Wednesday, 11 June 2014

30 Day Shredding & sweating in places I never knew I could sweat...

Oh dear... The kids are all in bed & I decided to start the whole exercise thing again. Now, I started doing Jillian Michaels' 30 Day Shred a while back, did 3 days & got bored. I was slimmer back then (I think I was about 2 stone lighter than I am now) & found it way easier than I do now. I'm sweating in places I never knew existed, never mind knew you could perspire from. At one point, I think I might actually have begun to weep.

Amazon: Jillian Michaels 30 Day Shred

^ Anyone considering doing it, give it a try. 20 minutes worth of torture & that's it. Not hours of toiling away, 20 minutes of pure TORTURE & you can flop in a heap somewhere & have a slice of cake (oh no wait, that's not how it works, is it?)! JILLIAN MICHAELS YOU CRUEL MISTRESS!! But we'll see if it works, the proof is in the pudding & all that jazz. With the way I'm feeling tonight, after 29 more days of this, I'll probably be a shadow of my former self (mental note to allow an extra portion of cake so not to overdo it ;)). I'm sitting here currently regretting my actions because there's a mahoosive chance that I'm going to wake up tomorrow morning & not actually be able to move from my bed. I'm frightened to say the least.

I've totally fallen off the wagon with the whole healthy eating thing again. I don't know what's wrong with me. Willpower just is not my thing. Okay, I managed to quit smoking (eventually) but food, bad food for that matter, is just... No, I can't do it. How do you resist the call of the cream cake? Ignore the scent of baked goods in the air? Dismiss the glorious sight of chocolate lining the walls of the newsagents? Forever the pessimist, I'm setting myself up for failure. Can see it already...

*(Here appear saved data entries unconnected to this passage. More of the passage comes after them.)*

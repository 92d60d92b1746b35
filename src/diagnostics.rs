//! Diagnostics shared by every parser and generator.
//!
//! Each public operation accumulates warnings and errors into a [`Diagnostics`]
//! bundle and hands them back inside a result object. Nothing is thrown across
//! a component boundary: callers look at `success` and the two lists.

use serde::{Deserialize, Serialize};
use std::fmt;

/// Broad family a diagnostic belongs to.
#[derive(Debug, Clone, Copy, PartialEq, Eq, Serialize, Deserialize)]
#[serde(rename_all = "SCREAMING_SNAKE_CASE")]
pub enum ErrorCategory {
    /// Malformed input text (unbalanced tags, bad start/end characters)
    Structural,
    /// Well-formed text missing a domain root marker or namespace
    Format,
    /// A single activity, transition, element or type could not be read
    Element,
    /// Template resource missing or failing to compile/render
    Template,
    /// Valid input that produces no output under the current policy
    Policy,
    /// Caller-supplied input rejected before any work starts
    Input,
}

/// Machine-readable diagnostic code.
#[derive(Debug, Clone, Copy, PartialEq, Eq, Hash, Serialize, Deserialize)]
#[serde(rename_all = "SCREAMING_SNAKE_CASE")]
pub enum DiagnosticCode {
    XmlInvalid,
    ParseError,
    InvalidBwp,
    InvalidXsd,
    MissingNamespace,
    MissingXsNamespace,
    NoProcessDef,
    NoSchemaDef,
    MissingActivityId,
    ActivityParseError,
    InvalidTransition,
    MissingElementName,
    ElementParseError,
    MissingTypeName,
    GenerationError,
    NoHttpActivities,
    MissingProcessName,
    NoActivities,
    UnsupportedFileType,
    ConversionError,
    NoFilesFound,
}

impl DiagnosticCode {
    pub fn as_str(&self) -> &'static str {
        match self {
            DiagnosticCode::XmlInvalid => "XML_INVALID",
            DiagnosticCode::ParseError => "PARSE_ERROR",
            DiagnosticCode::InvalidBwp => "INVALID_BWP",
            DiagnosticCode::InvalidXsd => "INVALID_XSD",
            DiagnosticCode::MissingNamespace => "MISSING_NAMESPACE",
            DiagnosticCode::MissingXsNamespace => "MISSING_XS_NAMESPACE",
            DiagnosticCode::NoProcessDef => "NO_PROCESS_DEF",
            DiagnosticCode::NoSchemaDef => "NO_SCHEMA_DEF",
            DiagnosticCode::MissingActivityId => "MISSING_ACTIVITY_ID",
            DiagnosticCode::ActivityParseError => "ACTIVITY_PARSE_ERROR",
            DiagnosticCode::InvalidTransition => "INVALID_TRANSITION",
            DiagnosticCode::MissingElementName => "MISSING_ELEMENT_NAME",
            DiagnosticCode::ElementParseError => "ELEMENT_PARSE_ERROR",
            DiagnosticCode::MissingTypeName => "MISSING_TYPE_NAME",
            DiagnosticCode::GenerationError => "GENERATION_ERROR",
            DiagnosticCode::NoHttpActivities => "NO_HTTP_ACTIVITIES",
            DiagnosticCode::MissingProcessName => "MISSING_PROCESS_NAME",
            DiagnosticCode::NoActivities => "NO_ACTIVITIES",
            DiagnosticCode::UnsupportedFileType => "UNSUPPORTED_FILE_TYPE",
            DiagnosticCode::ConversionError => "CONVERSION_ERROR",
            DiagnosticCode::NoFilesFound => "NO_FILES_FOUND",
        }
    }

    pub fn category(&self) -> ErrorCategory {
        match self {
            DiagnosticCode::XmlInvalid | DiagnosticCode::ParseError => ErrorCategory::Structural,
            DiagnosticCode::InvalidBwp
            | DiagnosticCode::InvalidXsd
            | DiagnosticCode::MissingNamespace
            | DiagnosticCode::MissingXsNamespace
            | DiagnosticCode::NoProcessDef
            | DiagnosticCode::NoSchemaDef => ErrorCategory::Format,
            DiagnosticCode::MissingActivityId
            | DiagnosticCode::ActivityParseError
            | DiagnosticCode::InvalidTransition
            | DiagnosticCode::MissingElementName
            | DiagnosticCode::ElementParseError
            | DiagnosticCode::MissingTypeName => ErrorCategory::Element,
            DiagnosticCode::GenerationError => ErrorCategory::Template,
            DiagnosticCode::NoHttpActivities => ErrorCategory::Policy,
            DiagnosticCode::MissingProcessName
            | DiagnosticCode::NoActivities
            | DiagnosticCode::UnsupportedFileType
            | DiagnosticCode::ConversionError
            | DiagnosticCode::NoFilesFound => ErrorCategory::Input,
        }
    }
}

impl fmt::Display for DiagnosticCode {
    fn fmt(&self, f: &mut fmt::Formatter<'_>) -> fmt::Result {
        f.write_str(self.as_str())
    }
}

/// A single warning or error.
#[derive(Debug, Clone, PartialEq, Eq, Serialize, Deserialize)]
pub struct Diagnostic {
    pub message: String,
    /// Where the problem was found (e.g. "activity", "XML structure")
    pub source: String,
    pub code: DiagnosticCode,
    #[serde(default, skip_serializing_if = "Option::is_none")]
    pub stack: Option<String>,
}

impl Diagnostic {
    pub fn new(message: impl Into<String>, source: impl Into<String>, code: DiagnosticCode) -> Self {
        Self {
            message: message.into(),
            source: source.into(),
            code,
            stack: None,
        }
    }
}

impl fmt::Display for Diagnostic {
    fn fmt(&self, f: &mut fmt::Formatter<'_>) -> fmt::Result {
        write!(f, "[{}] {} ({})", self.code, self.message, self.source)
    }
}

/// Ordered warning/error accumulator.
///
/// Owned by one parser or generator instance and cleared at the start of
/// every call, so results never leak between conversions.
#[derive(Debug, Clone, Default)]
pub struct Diagnostics {
    warnings: Vec<Diagnostic>,
    errors: Vec<Diagnostic>,
}

impl Diagnostics {
    pub fn new() -> Self {
        Self::default()
    }

    pub fn add_warning(&mut self, message: impl Into<String>, source: impl Into<String>, code: DiagnosticCode) {
        self.warnings.push(Diagnostic::new(message, source, code));
    }

    pub fn add_error(
        &mut self,
        message: impl Into<String>,
        source: impl Into<String>,
        code: DiagnosticCode,
        stack: Option<String>,
    ) {
        self.errors.push(Diagnostic {
            message: message.into(),
            source: source.into(),
            code,
            stack,
        });
    }

    pub fn clear(&mut self) {
        self.warnings.clear();
        self.errors.clear();
    }

    pub fn has_errors(&self) -> bool {
        !self.errors.is_empty()
    }

    pub fn warnings(&self) -> &[Diagnostic] {
        &self.warnings
    }

    pub fn errors(&self) -> &[Diagnostic] {
        &self.errors
    }

    /// Wrap parsed data together with a snapshot of the diagnostics.
    pub fn parse_result<T>(&self, data: Option<T>) -> ParseResult<T> {
        let success = self.errors.is_empty() && data.is_some();
        ParseResult {
            data,
            warnings: self.warnings.clone(),
            errors: self.errors.clone(),
            success,
        }
    }

    pub fn validation_result(&self) -> ValidationResult {
        ValidationResult {
            valid: self.errors.is_empty(),
            errors: self.errors.clone(),
            warnings: self.warnings.clone(),
        }
    }
}

/// Outcome of a parse operation.
#[derive(Debug, Clone, Serialize)]
pub struct ParseResult<T> {
    pub data: Option<T>,
    pub warnings: Vec<Diagnostic>,
    pub errors: Vec<Diagnostic>,
    /// True iff there are no errors and `data` is present
    pub success: bool,
}

impl<T> ParseResult<T> {
    /// Count diagnostics carrying the given code, across both lists.
    pub fn count_code(&self, code: DiagnosticCode) -> usize {
        self.warnings
            .iter()
            .chain(self.errors.iter())
            .filter(|d| d.code == code)
            .count()
    }
}

/// Outcome of a validate-only operation.
#[derive(Debug, Clone, Serialize)]
pub struct ValidationResult {
    pub valid: bool,
    pub errors: Vec<Diagnostic>,
    pub warnings: Vec<Diagnostic>,
}

#[cfg(test)]
mod tests {
    use super::*;

    #[test]
    fn test_parse_result_requires_data_and_no_errors() {
        let mut diagnostics = Diagnostics::new();
        diagnostics.add_warning("just a warning", "root", DiagnosticCode::MissingNamespace);

        let ok = diagnostics.parse_result(Some(1));
        assert!(ok.success);
        assert_eq!(ok.warnings.len(), 1);

        let missing: ParseResult<i32> = diagnostics.parse_result(None);
        assert!(!missing.success);

        diagnostics.add_error("bad", "root", DiagnosticCode::InvalidBwp, None);
        let failed = diagnostics.parse_result(Some(1));
        assert!(!failed.success);
        assert_eq!(failed.count_code(DiagnosticCode::InvalidBwp), 1);
    }

    #[test]
    fn test_clear_resets_both_lists() {
        let mut diagnostics = Diagnostics::new();
        diagnostics.add_warning("w", "s", DiagnosticCode::NoHttpActivities);
        diagnostics.add_error("e", "s", DiagnosticCode::XmlInvalid, None);
        diagnostics.clear();

        let result = diagnostics.validation_result();
        assert!(result.valid);
        assert!(result.warnings.is_empty());
    }

    #[test]
    fn test_code_serialization_and_category() {
        let json = serde_json::to_string(&DiagnosticCode::NoHttpActivities).unwrap();
        assert_eq!(json, "\"NO_HTTP_ACTIVITIES\"");
        assert_eq!(DiagnosticCode::NoHttpActivities.as_str(), "NO_HTTP_ACTIVITIES");
        assert_eq!(DiagnosticCode::XmlInvalid.category(), ErrorCategory::Structural);
        assert_eq!(DiagnosticCode::MissingActivityId.category(), ErrorCategory::Element);
    }
}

Anyway, today was a bit of a non-event. Nothing exciting or dramatic happened for a change. Unless of course you count going to the dentist in a total flap to be sent away with some new toothpaste after freaking yourself out. Or even better, an almost 5 year old throwing a wobbly for over an hour over crisps. CRISPS!! A single packet of crisps. The noise, oh the noise, of a screeching child who is so tired that the desire for a packet of crisps he cannot have is so strong it's tearing his world apart, is a sound that will haunt me to the grave. I actually think my ears might still be ringing. Good job the night ended with apologies & cuddles or else I think my hair would've all turned grey & fallen out by now. Maybe in the morning we can have a fist fight over a mango or something *shrugs*. 

(Note: I do not actually get into fist fights with children, before anyone gets excited! Or adults for that matter.)